--- Input records ---
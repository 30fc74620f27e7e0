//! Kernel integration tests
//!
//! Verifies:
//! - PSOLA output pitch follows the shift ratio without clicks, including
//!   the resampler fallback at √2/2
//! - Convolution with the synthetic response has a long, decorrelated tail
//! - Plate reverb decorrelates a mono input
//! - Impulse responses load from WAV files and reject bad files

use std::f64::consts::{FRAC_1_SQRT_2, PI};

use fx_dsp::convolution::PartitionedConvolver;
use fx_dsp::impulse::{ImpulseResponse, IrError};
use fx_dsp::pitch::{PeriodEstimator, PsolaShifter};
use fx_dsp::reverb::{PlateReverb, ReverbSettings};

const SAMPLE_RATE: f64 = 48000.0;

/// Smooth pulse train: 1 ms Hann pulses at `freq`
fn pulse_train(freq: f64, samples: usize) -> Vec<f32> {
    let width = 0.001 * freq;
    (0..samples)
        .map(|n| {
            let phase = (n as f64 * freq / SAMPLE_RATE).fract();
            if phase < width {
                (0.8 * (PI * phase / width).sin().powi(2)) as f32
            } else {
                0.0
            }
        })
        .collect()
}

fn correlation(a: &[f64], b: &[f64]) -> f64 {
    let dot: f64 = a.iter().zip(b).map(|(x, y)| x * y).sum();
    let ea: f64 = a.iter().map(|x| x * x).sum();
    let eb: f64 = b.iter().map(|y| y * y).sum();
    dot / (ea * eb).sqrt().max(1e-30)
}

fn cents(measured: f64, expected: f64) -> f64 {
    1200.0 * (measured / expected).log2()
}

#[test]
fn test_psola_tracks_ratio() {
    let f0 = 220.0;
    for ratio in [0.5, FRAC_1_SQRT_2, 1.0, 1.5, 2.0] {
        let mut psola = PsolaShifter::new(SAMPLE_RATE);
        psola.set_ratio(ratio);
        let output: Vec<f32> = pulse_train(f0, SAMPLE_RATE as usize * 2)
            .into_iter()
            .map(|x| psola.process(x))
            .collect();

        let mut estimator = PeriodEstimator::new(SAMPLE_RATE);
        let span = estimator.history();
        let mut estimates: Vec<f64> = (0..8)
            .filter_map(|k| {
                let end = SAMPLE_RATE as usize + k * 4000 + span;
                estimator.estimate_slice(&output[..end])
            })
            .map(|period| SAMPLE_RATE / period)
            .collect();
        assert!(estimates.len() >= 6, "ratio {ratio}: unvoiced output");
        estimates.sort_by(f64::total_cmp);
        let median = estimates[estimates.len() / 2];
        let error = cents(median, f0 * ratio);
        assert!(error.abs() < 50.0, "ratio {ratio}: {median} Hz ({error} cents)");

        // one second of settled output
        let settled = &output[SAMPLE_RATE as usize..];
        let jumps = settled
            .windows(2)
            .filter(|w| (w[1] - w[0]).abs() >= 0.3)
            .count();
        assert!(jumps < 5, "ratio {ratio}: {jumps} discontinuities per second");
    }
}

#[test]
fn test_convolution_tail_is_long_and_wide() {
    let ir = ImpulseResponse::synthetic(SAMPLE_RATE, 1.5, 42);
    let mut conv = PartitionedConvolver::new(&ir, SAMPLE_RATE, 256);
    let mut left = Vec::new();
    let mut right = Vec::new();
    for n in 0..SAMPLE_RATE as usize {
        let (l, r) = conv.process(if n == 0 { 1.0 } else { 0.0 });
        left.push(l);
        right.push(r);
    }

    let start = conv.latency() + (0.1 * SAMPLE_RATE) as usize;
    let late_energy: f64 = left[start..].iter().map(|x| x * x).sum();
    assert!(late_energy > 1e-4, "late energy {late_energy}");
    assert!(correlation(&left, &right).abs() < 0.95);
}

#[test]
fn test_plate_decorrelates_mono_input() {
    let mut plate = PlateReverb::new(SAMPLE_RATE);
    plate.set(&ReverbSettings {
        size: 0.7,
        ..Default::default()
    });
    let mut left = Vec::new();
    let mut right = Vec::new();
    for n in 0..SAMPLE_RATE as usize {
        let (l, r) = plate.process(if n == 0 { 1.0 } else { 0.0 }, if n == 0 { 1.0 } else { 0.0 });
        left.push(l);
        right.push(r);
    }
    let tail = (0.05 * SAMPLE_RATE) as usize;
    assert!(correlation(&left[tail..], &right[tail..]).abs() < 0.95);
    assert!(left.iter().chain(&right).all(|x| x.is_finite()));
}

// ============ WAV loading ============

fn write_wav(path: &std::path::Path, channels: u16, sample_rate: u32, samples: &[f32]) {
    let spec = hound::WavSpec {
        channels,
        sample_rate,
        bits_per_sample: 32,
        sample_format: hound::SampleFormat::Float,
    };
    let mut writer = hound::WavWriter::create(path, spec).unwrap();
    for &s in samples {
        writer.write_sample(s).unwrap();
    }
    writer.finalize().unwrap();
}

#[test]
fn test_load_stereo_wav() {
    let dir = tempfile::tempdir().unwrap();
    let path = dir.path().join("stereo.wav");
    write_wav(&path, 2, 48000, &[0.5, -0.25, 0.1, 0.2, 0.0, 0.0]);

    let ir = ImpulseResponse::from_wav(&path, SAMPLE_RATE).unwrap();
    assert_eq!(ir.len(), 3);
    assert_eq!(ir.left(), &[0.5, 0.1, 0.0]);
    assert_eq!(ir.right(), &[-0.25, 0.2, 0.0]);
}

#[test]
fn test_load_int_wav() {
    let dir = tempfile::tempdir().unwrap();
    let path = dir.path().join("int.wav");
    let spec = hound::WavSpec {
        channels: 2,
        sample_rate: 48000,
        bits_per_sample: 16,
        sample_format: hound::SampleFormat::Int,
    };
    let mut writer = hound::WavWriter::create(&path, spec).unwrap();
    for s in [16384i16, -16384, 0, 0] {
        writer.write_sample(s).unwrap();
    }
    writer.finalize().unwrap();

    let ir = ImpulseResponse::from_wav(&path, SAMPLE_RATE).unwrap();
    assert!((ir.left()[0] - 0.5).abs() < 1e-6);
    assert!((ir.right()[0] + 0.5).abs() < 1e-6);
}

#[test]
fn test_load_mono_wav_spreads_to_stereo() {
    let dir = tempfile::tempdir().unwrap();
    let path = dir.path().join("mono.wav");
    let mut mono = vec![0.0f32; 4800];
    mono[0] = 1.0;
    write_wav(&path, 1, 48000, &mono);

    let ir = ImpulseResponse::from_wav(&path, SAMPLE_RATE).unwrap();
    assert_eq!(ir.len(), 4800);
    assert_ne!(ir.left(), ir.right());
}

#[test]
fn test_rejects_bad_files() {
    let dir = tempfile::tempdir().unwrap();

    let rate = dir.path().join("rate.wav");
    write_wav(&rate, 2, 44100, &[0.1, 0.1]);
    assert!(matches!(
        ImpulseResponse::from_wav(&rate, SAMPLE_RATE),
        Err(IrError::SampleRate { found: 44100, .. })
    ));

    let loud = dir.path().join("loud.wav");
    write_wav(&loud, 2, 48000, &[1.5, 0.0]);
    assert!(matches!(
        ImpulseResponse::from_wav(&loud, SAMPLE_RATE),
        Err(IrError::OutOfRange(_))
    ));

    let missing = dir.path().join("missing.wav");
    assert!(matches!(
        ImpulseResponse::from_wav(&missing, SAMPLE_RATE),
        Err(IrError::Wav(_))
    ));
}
---
Exercise brief:
All records above must be set down exactly, please.

Task response:
repository 30fc74620f27e7e0
//! Kernel integration tests
//!
//! Verifies:
//! - PSOLA output pitch follows the shift ratio without clicks, including
//!   the resampler fallback at √2/2
//! - Convolution with the synthetic response has a long, decorrelated tail
//! - Plate reverb decorrelates a mono input
//! - Impulse responses load from WAV files and reject bad files

use std::f64::consts::{FRAC_1_SQRT_2, PI};

use fx_dsp::convolution::PartitionedConvolver;
use fx_dsp::impulse::{ImpulseResponse, IrError};
use fx_dsp::pitch::{PeriodEstimator, PsolaShifter};
use fx_dsp::reverb::{PlateReverb, ReverbSettings};

const SAMPLE_RATE: f64 = 48000.0;

/// Smooth pulse train: 1 ms Hann pulses at `freq`
fn pulse_train(freq: f64, samples: usize) -> Vec<f32> {
    let width = 0.001 * freq;
    (0..samples)
        .map(|n| {
            let phase = (n as f64 * freq / SAMPLE_RATE).fract();
            if phase < width {
                (0.8 * (PI * phase / width).sin().powi(2)) as f32
            } else {
                0.0
            }
        })
        .collect()
}

fn correlation(a: &[f64], b: &[f64]) -> f64 {
    let dot: f64 = a.iter().zip(b).map(|(x, y)| x * y).sum();
    let ea: f64 = a.iter().map(|x| x * x).sum();
    let eb: f64 = b.iter().map(|y| y * y).sum();
    dot / (ea * eb).sqrt().max(1e-30)
}

fn cents(measured: f64, expected: f64) -> f64 {
    1200.0 * (measured / expected).log2()
}

#[test]
fn test_psola_tracks_ratio() {
    let f0 = 220.0;
    for ratio in [0.5, FRAC_1_SQRT_2, 1.0, 1.5, 2.0] {
        let mut psola = PsolaShifter::new(SAMPLE_RATE);
        psola.set_ratio(ratio);
        let output: Vec<f32> = pulse_train(f0, SAMPLE_RATE as usize * 2)
            .into_iter()
            .map(|x| psola.process(x))
            .collect();

        let mut estimator = PeriodEstimator::new(SAMPLE_RATE);
        let span = estimator.history();
        let mut estimates: Vec<f64> = (0..8)
            .filter_map(|k| {
                let end = SAMPLE_RATE as usize + k * 4000 + span;
                estimator.estimate_slice(&output[..end])
            })
            .map(|period| SAMPLE_RATE / period)
            .collect();
        assert!(estimates.len() >= 6, "ratio {ratio}: unvoiced output");
        estimates.sort_by(f64::total_cmp);
        let median = estimates[estimates.len() / 2];
        let error = cents(median, f0 * ratio);
        assert!(error.abs() < 50.0, "ratio {ratio}: {median} Hz ({error} cents)");

        // one second of settled output
        let settled = &output[SAMPLE_RATE as usize..];
        let jumps = settled
            .windows(2)
            .filter(|w| (w[1] - w[0]).abs() >= 0.3)
            .count();
        assert!(jumps < 5, "ratio {ratio}: {jumps} discontinuities per second");
    }
}

#[test]
fn test_convolution_tail_is_long_and_wide() {
    let ir = ImpulseResponse::synthetic(SAMPLE_RATE, 1.5, 42);
    let mut conv = PartitionedConvolver::new(&ir, SAMPLE_RATE, 256);
    let mut left = Vec::new();
    let mut right = Vec::new();
    for n in 0..SAMPLE_RATE as usize {
        let (l, r) = conv.process(if n == 0 { 1.0 } else { 0.0 });
        left.push(l);
        right.push(r);
    }

    let start = conv.latency() + (0.1 * SAMPLE_RATE) as usize;
    let late_energy: f64 = left[start..].iter().map(|x| x * x).sum();
    assert!(late_energy > 1e-4, "late energy {late_energy}");
    assert!(correlation(&left, &right).abs() < 0.95);
}

#[test]
fn test_plate_decorrelates_mono_input() {
    let mut plate = PlateReverb::new(SAMPLE_RATE);
    plate.set(&ReverbSettings {
        size: 0.7,
        ..Default::default()
    });
    let mut left = Vec::new();
    let mut right = Vec::new();
    for n in 0..SAMPLE_RATE as usize {
        let (l, r) = plate.process(if n == 0 { 1.0 } else { 0.0 }, if n == 0 { 1.0 } else { 0.0 });
        left.push(l);
        right.push(r);
    }
    let tail = (0.05 * SAMPLE_RATE) as usize;
    assert!(correlation(&left[tail..], &right[tail..]).abs() < 0.95);
    assert!(left.iter().chain(&right).all(|x| x.is_finite()));
}

// ============ WAV loading ============

fn write_wav(path: &std::path::Path, channels: u16, sample_rate: u32, samples: &[f32]) {
    let spec = hound::WavSpec {
        channels,
        sample_rate,
        bits_per_sample: 32,
        sample_format: hound::SampleFormat::Float,
    };
    let mut writer = hound::WavWriter::create(path, spec).unwrap();
    for &s in samples {
        writer.write_sample(s).unwrap();
    }
    writer.finalize().unwrap();
}

#[test]
fn test_load_stereo_wav() {
    let dir = tempfile::tempdir().unwrap();
    let path = dir.path().join("stereo.wav");
    write_wav(&path, 2, 48000, &[0.5, -0.25, 0.1, 0.2, 0.0, 0.0]);

    let ir = ImpulseResponse::from_wav(&path, SAMPLE_RATE).unwrap();
    assert_eq!(ir.len(), 3);
    assert_eq!(ir.left(), &[0.5, 0.1, 0.0]);
    assert_eq!(ir.right(), &[-0.25, 0.2, 0.0]);
}

#[test]
fn test_load_int_wav() {
    let dir = tempfile::tempdir().unwrap();
    let path = dir.path().join("int.wav");
    let spec = hound::WavSpec {
        channels: 2,
        sample_rate: 48000,
        bits_per_sample: 16,
        sample_format: hound::SampleFormat::Int,
    };
    let mut writer = hound::WavWriter::create(&path, spec).unwrap();
    for s in [16384i16, -16384, 0, 0] {
        writer.write_sample(s).unwrap();
    }
    writer.finalize().unwrap();

    let ir = ImpulseResponse::from_wav(&path, SAMPLE_RATE).unwrap();
    assert!((ir.left()[0] - 0.5).abs() < 1e-6);
    assert!((ir.right()[0] + 0.5).abs() < 1e-6);
}

#[test]
fn test_load_mono_wav_spreads_to_stereo() {
    let dir = tempfile::tempdir().unwrap();
    let path = dir.path().join("mono.wav");
    let mut mono = vec![0.0f32; 4800];
    mono[0] = 1.0;
    write_wav(&path, 1, 48000, &mono);

    let ir = ImpulseResponse::from_wav(&path, SAMPLE_RATE).unwrap();
    assert_eq!(ir.len(), 4800);
    assert_ne!(ir.left(), ir.right());
}

#[test]
fn test_rejects_bad_files() {
    let dir = tempfile::tempdir().unwrap();

    let rate = dir.path().join("rate.wav");
    write_wav(&rate, 2, 44100, &[0.1, 0.1]);
    assert!(matches!(
        ImpulseResponse::from_wav(&rate, SAMPLE_RATE),
        Err(IrError::SampleRate { found: 44100, .. })
    ));

    let loud = dir.path().join("loud.wav");
    write_wav(&loud, 2, 48000, &[1.5, 0.0]);
    assert!(matches!(
        ImpulseResponse::from_wav(&loud, SAMPLE_RATE),
        Err(IrError::OutOfRange(_))
    ));

    let missing = dir.path().join("missing.wav");
    assert!(matches!(
        ImpulseResponse::from_wav(&missing, SAMPLE_RATE),
        Err(IrError::Wav(_))
    ));
}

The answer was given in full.